Feb. 18, 2016: On Sunday evening, a friendly neighbourhood BBQ was completely destroyed by *Blake Buckingham's minor injury.
Buckingham, 40 was cordially invited to his neighbour’s shop for a few beers and some good eats, along with other locals. Things were going fine, until Buckingham bit into his freshly grilled hot dog and burned ‘the living sh*t’ out of his tongue.
“The guy just freaked!” reported the neighbourhood Host of the get-together. “I grabbed one of his beers and gave it to him to cool off his tongue, but it didn’t help.” (Sources say that Buckingham always insists on keeping his Pilsners warm, because they go down faster that way.)
“I did everything I could, but a hot Pilsner wasn’t going to take care of his problem. He needed something else.”
At that point, the thoughtful Host grabbed Buckingham by the back of the head and thrust his face into a snowbank, shouting “Keep your mouth open!”.
One partygoer described the scene as “…really intense, everyone was laughing their asses off. I mean, to see this guy screaming with his face shoved in a snowbank…it was incredible. He managed to hang onto his beer the entire time!”.

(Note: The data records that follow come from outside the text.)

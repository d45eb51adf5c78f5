use serde::{Deserialize, Serialize};
use std::path::{Path, PathBuf};
use std::time::Duration;
use thiserror::Error;

#[derive(Debug, Error)]
pub enum ConfigError {
    #[error("Failed to read config file at {config_path}: {source}")]
    ConfigReadError {
        config_path: PathBuf,
        source: std::io::Error,
    },

    #[error("Failed to parse config file at {config_path}: {source}")]
    ConfigParseError {
        config_path: PathBuf,
        source: toml::de::Error,
    },
}

/// Editor settings. Every field is optional in the file.
#[derive(Debug, Clone, PartialEq, Eq, Serialize, Deserialize)]
#[serde(default)]
pub struct Config {
    /// Chars that end a word for ctrl+Backspace and ctrl+Delete.
    pub word_boundaries: Vec<String>,
    pub snapshot_interval_secs: u64,
    pub update_debounce_ms: u64,
    /// Where snapshots and updates are written. Persistence is off without
    /// it.
    #[serde(skip_serializing_if = "Option::is_none")]
    pub data_dir: Option<PathBuf>,
}

impl Default for Config {
    fn default() -> Self {
        Self {
            word_boundaries: [" ", "\n", "-", "'", "(", ")"]
                .into_iter()
                .map(String::from)
                .collect(),
            snapshot_interval_secs: 30,
            update_debounce_ms: 500,
            data_dir: None,
        }
    }
}

impl Config {
    pub fn load_from_path<P: AsRef<Path>>(config_path: P) -> Result<Option<Self>, ConfigError> {
        let config_path = config_path.as_ref();
        if !config_path.exists() {
            return Ok(None);
        }

        let content = std::fs::read_to_string(config_path).map_err(|source| {
            ConfigError::ConfigReadError {
                config_path: config_path.to_path_buf(),
                source,
            }
        })?;

        let mut config: Config =
            toml::from_str(&content).map_err(|source| ConfigError::ConfigParseError {
                config_path: config_path.to_path_buf(),
                source,
            })?;

        // Expand shell variables and tilde in the data dir
        config.data_dir = config
            .data_dir
            .map(|dir| Self::expand_path(&dir).unwrap_or(dir));

        Ok(Some(config))
    }

    pub fn load() -> Result<Option<Self>, ConfigError> {
        let config_path = Self::config_path();
        Self::load_from_path(&config_path)
    }

    pub fn save_to_path<P: AsRef<Path>>(&self, config_path: P) -> anyhow::Result<()> {
        let config_path = config_path.as_ref();
        if let Some(parent) = config_path.parent() {
            std::fs::create_dir_all(parent)?;
        }
        let content = toml::to_string_pretty(self)?;
        std::fs::write(config_path, content)?;
        Ok(())
    }

    pub fn config_path() -> PathBuf {
        let config_dir = shellexpand::tilde("~/.config/pyxis");
        PathBuf::from(config_dir.as_ref()).join("config.toml")
    }

    /// Boundary entries flattened to chars.
    pub fn word_boundary_chars(&self) -> Vec<char> {
        self.word_boundaries
            .iter()
            .flat_map(|entry| entry.chars())
            .collect()
    }

    pub fn snapshot_interval(&self) -> Duration {
        Duration::from_secs(self.snapshot_interval_secs)
    }

    pub fn update_debounce(&self) -> Duration {
        Duration::from_millis(self.update_debounce_ms)
    }

    fn expand_path(path: &Path) -> Option<PathBuf> {
        let path_str = path.to_string_lossy();
        match shellexpand::full(&path_str) {
            Ok(expanded) => Some(PathBuf::from(expanded.as_ref())),
            Err(_) => None,
        }
    }
}
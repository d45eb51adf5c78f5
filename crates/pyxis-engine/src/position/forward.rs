use crate::display::{DisplayNode, DisplayPath, DisplayPoint};

/// Result of [`node_position`]: which sibling holds the offset and how many
/// logical chars precede it.
#[derive(Debug, Clone, Copy, PartialEq, Eq)]
pub struct NodePosition {
    pub index: usize,
    pub chars: usize,
}

/// Picks the first sibling whose running logical length meets or exceeds
/// `offset`. Offsets past the end land on the last sibling.
///
/// Returns `None` only for an empty sibling list.
pub fn node_position(nodes: &[DisplayNode], offset: usize) -> Option<NodePosition> {
    let mut sum = 0;
    for (index, node) in nodes.iter().enumerate() {
        let len = node.logical_len();
        if sum + len >= offset {
            return Some(NodePosition { index, chars: sum });
        }
        sum += len;
    }

    let last = nodes.last()?;
    Some(NodePosition {
        index: nodes.len() - 1,
        chars: sum - last.logical_len(),
    })
}

/// Maps a logical offset within `nodes` to a path (relative to `nodes`)
/// and an offset local to the addressed node.
///
/// Descends while the offset falls inside an element's children. An offset
/// inside a hidden prefix or suffix marker stops at the element itself, so
/// the inverse mapping gets every offset back.
pub fn locate(nodes: &[DisplayNode], offset: usize) -> Option<(Vec<usize>, usize)> {
    let mut path = Vec::new();
    let mut siblings = nodes;
    let mut remaining = offset;

    loop {
        let NodePosition { index, chars } = node_position(siblings, remaining)?;
        path.push(index);
        let node = &siblings[index];
        let local = remaining.saturating_sub(chars).min(node.logical_len());

        let DisplayNode::Element(el) = node else {
            return Some((path, local));
        };
        let prefix = el.prefix_len();
        if el.children.is_empty() || local < prefix || local > prefix + el.inner_len() {
            return Some((path, local));
        }
        siblings = &el.children;
        remaining = local - prefix;
    }
}

/// Forward mapping for a whole line: `line` is the line container at index
/// `line_index` of the root, `offset` is relative to the start of the line.
/// A line without logical content maps to the container itself.
pub fn line_point(line: &DisplayNode, line_index: usize, offset: usize) -> DisplayPoint {
    let line_path = DisplayPath::new(vec![line_index]);
    if line.logical_len() == 0 {
        return DisplayPoint::new(line_path, 0);
    }
    match locate(line.children(), offset) {
        Some((rel, local)) => {
            let mut indices = vec![line_index];
            indices.extend(rel);
            DisplayPoint::new(DisplayPath::new(indices), local)
        }
        None => DisplayPoint::new(line_path, 0),
    }
}
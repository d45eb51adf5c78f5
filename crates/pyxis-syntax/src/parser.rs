//! # Parser
//!
//! Pairs start tokens with the nearest later end token of the same kind.
//! Tokens in between become the element's children (parsed recursively);
//! when no end token exists every remaining token becomes a child and the
//! element stays unclosed. End tokens without a start are dropped.

use crate::ast::Node;
use crate::token::{Position, Token, TokenKind};

pub fn parse(tokens: &[Token]) -> Vec<Node> {
    let mut out = Vec::new();
    let mut i = 0;

    while i < tokens.len() {
        let token = &tokens[i];
        match (token.kind, token.position) {
            (TokenKind::Text, _) => {
                out.push(Node::text(token.value.clone()));
                i += 1;
            }
            (TokenKind::Markup(kind), Position::Start) => {
                let close = tokens[i + 1..].iter().position(|t| t.closes(kind));
                let end = close.map_or(tokens.len(), |offset| i + 1 + offset);
                let children = parse(&tokens[i + 1..end]);
                out.push(Node::element(kind, children, close.is_some()));
                // skip past the end token as well
                i = end + 1;
            }
            _ => i += 1,
        }
    }

    out
}

#[cfg(test)]
mod tests {
    use super::*;
    use crate::lexer::lex;
    use crate::tags::NodeKind;
    use pretty_assertions::assert_eq;

    #[test]
    fn closed_bold() {
        assert_eq!(
            parse(&lex("Hello **world**!")),
            vec![
                Node::text("Hello "),
                Node::element(NodeKind::Bold, vec![Node::text("world")], true),
                Node::text("!"),
            ]
        );
    }

    #[test]
    fn unclosed_takes_remaining_tokens() {
        assert_eq!(
            parse(&lex("Hello **world")),
            vec![
                Node::text("Hello "),
                Node::element(NodeKind::Bold, vec![Node::text("world")], false),
            ]
        );
    }

    #[test]
    fn nested_unclosed_inside_closed() {
        // the inner bold never closes, the outer one does
        assert_eq!(
            parse(&lex("**a **b** c")),
            vec![
                Node::element(
                    NodeKind::Bold,
                    vec![
                        Node::text("a "),
                        Node::element(NodeKind::Bold, vec![Node::text("b")], false),
                    ],
                    true,
                ),
                Node::text(" c"),
            ]
        );
    }

    #[test]
    fn bold_italic_and_heading() {
        assert_eq!(
            parse(&lex("# ***x***")),
            vec![Node::element(
                NodeKind::Heading(1),
                vec![Node::text(" ***x***")],
                false
            )]
        );
        assert_eq!(
            parse(&lex("***x***")),
            vec![Node::element(
                NodeKind::BoldItalic,
                vec![Node::text("x")],
                true
            )]
        );
    }

    #[test]
    fn stray_end_tokens_are_skipped() {
        let tokens = vec![
            Token::end(NodeKind::Bold, 0),
            Token::text("x", 2),
            Token::end(NodeKind::Italic, 3),
        ];
        assert_eq!(parse(&tokens), vec![Node::text("x")]);
    }

    #[test]
    fn first_end_token_wins() {
        let tokens = vec![
            Token::start(NodeKind::Bold, 0),
            Token::text("a", 2),
            Token::end(NodeKind::Bold, 3),
            Token::text("b", 5),
            Token::end(NodeKind::Bold, 6),
        ];
        assert_eq!(
            parse(&tokens),
            vec![
                Node::element(NodeKind::Bold, vec![Node::text("a")], true),
                Node::text("b"),
            ]
        );
    }
}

The laughter stopped however, once Buckingham managed to extract his tongue from the ice-cold relief.
One witness stated that Buckingham “…just went nuts. He grabbed everyone’s quad keys and threw them as hard as he could in every direction while calling us all "...*expletive deleted*-pieces-of-*expletive deleted*-*expletive deleted*-sucking-sorry-*expletive deleted*-excuses-for-human-beings". Then he jumped on his own quad to go home, but it wouldn’t start! Thank god *Shawn was there to boost it for him. We may not be alive right now if it wasn’t for him.”
After hollering at the crowd that none of them were ever allowed on his property, Buckingham told the Host’s dog to “go f**k himself”, and rode off into the night.
Buckingham was last reported seen only through the cracks of a venetian blind.